Церетели говорит, что об этом Набоков пишет в своих мемуарах, но не пишет об одном разговоре, самом интересном. У Церетели была мысль вместо Керенского выдвинуть В. В. Руднева[10] или ген. Верховского или же, как он сказал, «на худой конец» Авксентьева. Но при переговорах с Набоковым все это провалилось, ибо Набоков, выслушав Церетели, сказал: «Одним словом, вы хотите вести вашу политику через человека более сильного, более подходящего, дабы ваша политика была более удачной. Но мы этого не хотим. Ведь вы же не согласитесь на наших кандидатов? Например, на Милюкова?». – Церетели сказал: «Конечно нет». – «На Алексеева?». – «Тоже нет». – «Так, как же? Вы знаете, как я отношусь к Керенскому. (Набоков относился к Керенскому с полным презрением, – буквальные слова Церетели. – Р. Г.) Но пусть уж он остается, мы предпочитаем, чтоб он как-нибудь дотянул до Учредительного Собрания. Лучших руководителей мы не хотим». – «Так все и осталось», – говорил И. Г.
Церетели говорил даже, что в возможности подавления восстания большевиков это отталкивание от Керенского сыграло «некоторую роль». «Поддерживать Керенского» не хотели ни правые, ни левые, а этим пользовались большевики. Правильно писал один мемуарист, что победой над Корниловым «Керенский наголову разбил самого себя и тем похоронил "Февраль"».

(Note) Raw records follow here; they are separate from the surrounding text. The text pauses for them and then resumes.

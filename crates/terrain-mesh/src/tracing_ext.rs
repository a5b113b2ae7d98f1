//! Tracing helpers for the conversion stages.
//!
//! Stage timings are emitted under the `terrain_mesh::timing` target, mesh
//! summaries under `terrain_mesh::mesh_state` and validation outcomes under
//! `terrain_mesh::validation`, so each can be filtered independently:
//!
//! ```text
//! RUST_LOG=terrain_mesh::timing=info,terrain_grid=debug terrain2stl convert ...
//! ```

use std::time::Instant;
use tracing::{Span, debug, info, warn};

use crate::{Mesh, MeshReport};

/// A stage timer that logs its duration on drop.
///
/// ```rust
/// use terrain_mesh::tracing_ext::OperationTimer;
///
/// {
///     let _timer = OperationTimer::new("downsample");
///     // ... work ...
/// } // duration is logged here
/// ```
pub struct OperationTimer {
    name: &'static str,
    start: Instant,
    span: Span,
}

impl OperationTimer {
    /// Start timing the named stage.
    pub fn new(name: &'static str) -> Self {
        let span = tracing::info_span!("conversion_stage", stage = name);
        debug!(target: "terrain_mesh::timing", stage = name, "Starting stage");
        Self {
            name,
            start: Instant::now(),
            span,
        }
    }

    /// Start timing a stage that works on a grid of the given shape.
    pub fn with_grid(name: &'static str, height: usize, width: usize) -> Self {
        let span = tracing::info_span!("conversion_stage", stage = name, height, width);
        debug!(
            target: "terrain_mesh::timing",
            stage = name,
            height,
            width,
            "Starting stage"
        );
        Self {
            name,
            start: Instant::now(),
            span,
        }
    }

    /// Milliseconds since the timer started.
    pub fn elapsed_ms(&self) -> f64 {
        self.start.elapsed().as_secs_f64() * 1000.0
    }

    pub fn span(&self) -> &Span {
        &self.span
    }
}

impl Drop for OperationTimer {
    fn drop(&mut self) {
        let elapsed_ms = self.elapsed_ms();
        info!(
            target: "terrain_mesh::timing",
            stage = self.name,
            elapsed_ms = format!("{:.2}", elapsed_ms),
            "Stage completed"
        );
    }
}

/// Log vertex/face counts and extents at debug level.
pub fn log_mesh_stats(mesh: &Mesh, context: &str) {
    let (min_bounds, max_bounds) = mesh.bounds().unwrap_or_default();
    let dims = max_bounds - min_bounds;

    debug!(
        target: "terrain_mesh::mesh_state",
        context = context,
        vertices = mesh.vertex_count(),
        faces = mesh.face_count(),
        dimensions = format!("{:.2} x {:.2} x {:.2}", dims.x, dims.y, dims.z),
        "Mesh state"
    );
}

/// Log a validation report: info when printable, warn otherwise.
pub fn log_validation_result(report: &MeshReport) {
    if report.is_printable() {
        info!(
            target: "terrain_mesh::validation",
            is_watertight = report.is_watertight,
            is_manifold = report.is_manifold,
            vertex_count = report.vertex_count,
            face_count = report.face_count,
            "Mesh validation passed"
        );
    } else {
        warn!(
            target: "terrain_mesh::validation",
            is_watertight = report.is_watertight,
            is_manifold = report.is_manifold,
            boundary_edges = report.boundary_edge_count,
            non_manifold_edges = report.non_manifold_edge_count,
            inconsistent_edges = report.inconsistent_edge_count,
            is_inside_out = report.is_inside_out,
            "Mesh validation found issues"
        );
    }
}
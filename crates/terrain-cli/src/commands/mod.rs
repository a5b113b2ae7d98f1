//! Subcommand implementations.

pub mod convert;
pub mod inspect;
pub mod validate;

use std::path::Path;

use anyhow::{Context, Result};
use terrain_mesh::ConversionConfig;
use tracing::info;

/// Start from the TOML file if one was given, otherwise from defaults.
pub fn base_config(config: Option<&Path>) -> Result<ConversionConfig> {
    match config {
        Some(path) => {
            let config = ConversionConfig::from_toml_file(path)
                .with_context(|| format!("Failed to load config from {}", path.display()))?;
            info!(path = %path.display(), "Loaded configuration");
            Ok(config)
        }
        None => Ok(ConversionConfig::default()),
    }
}
//! Face connectivity for the closed terrain solid.
//!
//! The solid has a top surface following the elevation grid, a flat bottom
//! surface and four side walls joining the two along the grid border. Vertex
//! indices follow the layout produced by [`crate::build_vertices`]:
//!
//! - top vertex of sample `(r, c)`: `r * W + c`
//! - bottom vertex of sample `(r, c)`: `H * W + r * W + c`
//!
//! Rows run along +x, columns along +y and elevation along +z. Every face is
//! wound counter-clockwise seen from outside the solid, so the right-hand
//! normal points outward.
//!
//! Faces are emitted in a fixed order: for each grid cell in row-major order
//! two top faces then two bottom faces; then for each row the left and right
//! wall segments; then for each column the front and back wall segments.

use nalgebra::Vector3;
use rayon::prelude::*;

/// Face count of the closed solid over an `height x width` grid.
///
/// `4(H-1)(W-1)` surface faces plus `4(H-1) + 4(W-1)` wall faces. Zero when
/// either side is shorter than 2.
pub fn expected_face_count(height: usize, width: usize) -> usize {
    if height < 2 || width < 2 {
        return 0;
    }
    4 * (height - 1) * (width - 1) + 4 * (height - 1) + 4 * (width - 1)
}

/// One of the four side walls.
#[derive(Debug, Clone, Copy, PartialEq, Eq, Hash)]
pub enum Side {
    /// Column 0, facing -y.
    Left,
    /// Last column, facing +y.
    Right,
    /// Row 0, facing -x.
    Front,
    /// Last row, facing +x.
    Back,
}

impl Side {
    pub const ALL: [Side; 4] = [Side::Left, Side::Right, Side::Front, Side::Back];

    /// Outward unit normal of the wall.
    pub fn outward(self) -> Vector3<f64> {
        match self {
            Side::Left => -Vector3::y(),
            Side::Right => Vector3::y(),
            Side::Front => -Vector3::x(),
            Side::Back => Vector3::x(),
        }
    }

    /// Direction in which consecutive wall posts advance.
    ///
    /// Left and right walls follow the rows, front and back walls follow the
    /// columns.
    pub fn advance(self) -> Vector3<f64> {
        match self {
            Side::Left | Side::Right => Vector3::x(),
            Side::Front | Side::Back => Vector3::y(),
        }
    }

    /// Winding that makes this wall face outward.
    pub fn winding(self) -> Winding {
        if self.advance().cross(&Vector3::z()) == self.outward() {
            Winding::Forward
        } else {
            Winding::Reversed
        }
    }
}

/// Triangle order for a wall quad.
#[derive(Debug, Clone, Copy, PartialEq, Eq)]
pub enum Winding {
    /// Normal along `advance x z`.
    Forward,
    /// Normal along `-(advance x z)`.
    Reversed,
}

/// A vertical wall edge: the top and bottom vertex of one border sample.
#[derive(Debug, Clone, Copy, PartialEq, Eq)]
pub struct WallPost {
    pub top: u32,
    pub bottom: u32,
}

/// Two triangles spanning the wall between consecutive posts `a` and `b`.
pub fn wall_quad(a: WallPost, b: WallPost, winding: Winding) -> [[u32; 3]; 2] {
    match winding {
        Winding::Forward => [[a.bottom, b.bottom, a.top], [a.top, b.bottom, b.top]],
        Winding::Reversed => [[a.bottom, a.top, b.bottom], [b.bottom, a.top, b.top]],
    }
}

/// Generates the faces of the closed solid for a fixed grid shape.
#[derive(Debug, Clone, Copy, PartialEq, Eq)]
pub struct FaceGenerator {
    height: usize,
    width: usize,
}

impl FaceGenerator {
    pub fn new(height: usize, width: usize) -> Self {
        Self { height, width }
    }

    #[inline]
    pub fn top_index(&self, r: usize, c: usize) -> u32 {
        (r * self.width + c) as u32
    }

    #[inline]
    pub fn bottom_index(&self, r: usize, c: usize) -> u32 {
        (self.height * self.width + r * self.width + c) as u32
    }

    #[inline]
    pub fn post(&self, r: usize, c: usize) -> WallPost {
        WallPost {
            top: self.top_index(r, c),
            bottom: self.bottom_index(r, c),
        }
    }

    pub fn face_count(&self) -> usize {
        expected_face_count(self.height, self.width)
    }

    /// All faces in emission order.
    pub fn generate(&self) -> Vec<[u32; 3]> {
        if self.face_count() == 0 {
            return Vec::new();
        }
        let mut faces = self.surface_faces();
        faces.reserve(self.face_count() - faces.len());

        for r in 0..self.height - 1 {
            faces.extend(self.wall_segment(Side::Left, r));
            faces.extend(self.wall_segment(Side::Right, r));
        }
        for c in 0..self.width - 1 {
            faces.extend(self.wall_segment(Side::Front, c));
            faces.extend(self.wall_segment(Side::Back, c));
        }
        faces
    }

    /// Top and bottom faces, four per grid cell, cells in row-major order.
    pub fn surface_faces(&self) -> Vec<[u32; 3]> {
        if self.face_count() == 0 {
            return Vec::new();
        }
        let cells_per_row = self.width - 1;
        let mut faces = vec![[0u32; 3]; 4 * (self.height - 1) * cells_per_row];

        faces
            .par_chunks_mut(4 * cells_per_row)
            .enumerate()
            .for_each(|(r, row)| {
                for (c, cell) in row.chunks_exact_mut(4).enumerate() {
                    let tl = self.top_index(r, c);
                    let tr = self.top_index(r, c + 1);
                    let bl = self.top_index(r + 1, c);
                    let br = self.top_index(r + 1, c + 1);
                    let btl = self.bottom_index(r, c);
                    let btr = self.bottom_index(r, c + 1);
                    let bbl = self.bottom_index(r + 1, c);
                    let bbr = self.bottom_index(r + 1, c + 1);

                    cell[0] = [tl, bl, tr];
                    cell[1] = [bl, br, tr];
                    cell[2] = [btl, btr, bbl];
                    cell[3] = [bbl, btr, bbr];
                }
            });
        faces
    }

    /// The two faces of wall `side` between border posts `i` and `i + 1`.
    ///
    /// `i` is a row index for left/right walls and a column index for
    /// front/back walls.
    pub fn wall_segment(&self, side: Side, i: usize) -> [[u32; 3]; 2] {
        let (a, b) = match side {
            Side::Left => (self.post(i, 0), self.post(i + 1, 0)),
            Side::Right => (
                self.post(i, self.width - 1),
                self.post(i + 1, self.width - 1),
            ),
            Side::Front => (self.post(0, i), self.post(0, i + 1)),
            Side::Back => (
                self.post(self.height - 1, i),
                self.post(self.height - 1, i + 1),
            ),
        };
        wall_quad(a, b, side.winding())
    }

    /// Every face of one wall, in post order.
    pub fn wall_faces(&self, side: Side) -> Vec<[u32; 3]> {
        if self.face_count() == 0 {
            return Vec::new();
        }
        let segments = match side {
            Side::Left | Side::Right => self.height - 1,
            Side::Front | Side::Back => self.width - 1,
        };
        (0..segments)
            .flat_map(|i| self.wall_segment(side, i))
            .collect()
    }
}

/// Faces of the closed solid over an `height x width` grid.
pub fn generate_faces(height: usize, width: usize) -> Vec<[u32; 3]> {
    FaceGenerator::new(height, width).generate()
}

#[cfg(test)]
mod tests {
    use super::*;
    use crate::adjacency::MeshAdjacency;

    #[test]
    fn test_face_count_formula() {
        assert_eq!(expected_face_count(2, 2), 12);
        assert_eq!(expected_face_count(3, 4), 4 * 2 * 3 + 4 * 2 + 4 * 3);
        assert_eq!(expected_face_count(1024, 1252), 5_128_188);
        assert_eq!(expected_face_count(1, 5), 0);
        assert_eq!(expected_face_count(5, 0), 0);
    }

    #[test]
    fn test_side_windings() {
        assert_eq!(Side::Left.winding(), Winding::Forward);
        assert_eq!(Side::Back.winding(), Winding::Forward);
        assert_eq!(Side::Right.winding(), Winding::Reversed);
        assert_eq!(Side::Front.winding(), Winding::Reversed);

        for side in Side::ALL {
            assert_eq!(side.outward().dot(&side.advance()), 0.0, "{:?}", side);
            assert_eq!(side.outward().z, 0.0, "{:?}", side);
        }
    }

    #[test]
    fn test_two_by_two_faces() {
        let faces = generate_faces(2, 2);
        assert_eq!(
            faces,
            vec![
                // top
                [0, 2, 1],
                [2, 3, 1],
                // bottom
                [4, 5, 6],
                [6, 5, 7],
                // left, right
                [4, 6, 0],
                [0, 6, 2],
                [5, 1, 7],
                [7, 1, 3],
                // front, back
                [4, 0, 5],
                [5, 0, 1],
                [6, 7, 2],
                [2, 7, 3],
            ]
        );
    }

    #[test]
    fn test_closed_and_consistent() {
        for (h, w) in [(2, 2), (2, 5), (4, 3), (7, 7)] {
            let faces = generate_faces(h, w);
            assert_eq!(faces.len(), expected_face_count(h, w));
            let adj = MeshAdjacency::build(&faces);
            assert_eq!(adj.boundary_edge_count(), 0, "{}x{}", h, w);
            assert_eq!(adj.non_manifold_edge_count(), 0, "{}x{}", h, w);
            assert_eq!(adj.inconsistent_edge_count(), 0, "{}x{}", h, w);
        }
    }

    #[test]
    fn test_indices_in_range() {
        let (h, w) = (3, 5);
        let max = (2 * h * w) as u32;
        assert!(generate_faces(h, w).iter().flatten().all(|&i| i < max));
    }

    #[test]
    fn test_wall_faces_length() {
        let generator = FaceGenerator::new(4, 6);
        assert_eq!(generator.wall_faces(Side::Left).len(), 6);
        assert_eq!(generator.wall_faces(Side::Front).len(), 10);
        assert!(FaceGenerator::new(1, 6).wall_faces(Side::Left).is_empty());
    }

    #[test]
    fn test_degenerate_shapes_are_empty() {
        assert!(generate_faces(1, 1).is_empty());
        assert!(generate_faces(0, 3).is_empty());
    }
}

Помню, Н. В. Вольский (под своим псевдонимом «Юрьевский») напечатал в «Соц. Вестнике» (окт. 1953) статью о московском Государственном Совещании и об известной речи на нем А. Ф. Керенского. По-моему, не желая портить личных отношений с Керенским, Вольский завуалировал многое из этой речи, представив Керенского в образе «Алеши Карамазова». Н. В. писал, что во время речи в заседании царило «страшное напряжение»: съезд увидел перед собой «Алешу Карамазова». Церетели этой статьей возмутился до крайности: «Статья Юрьевского просто глупая, "страшное напряжение" было, но вовсе не оттого, что съезд увидел перед собой Алешу Карамазова, а оттого, что все увидели в Керенском дешевого актера, Гамлета Щигровского уезда, от этого все себя так и чувствовали».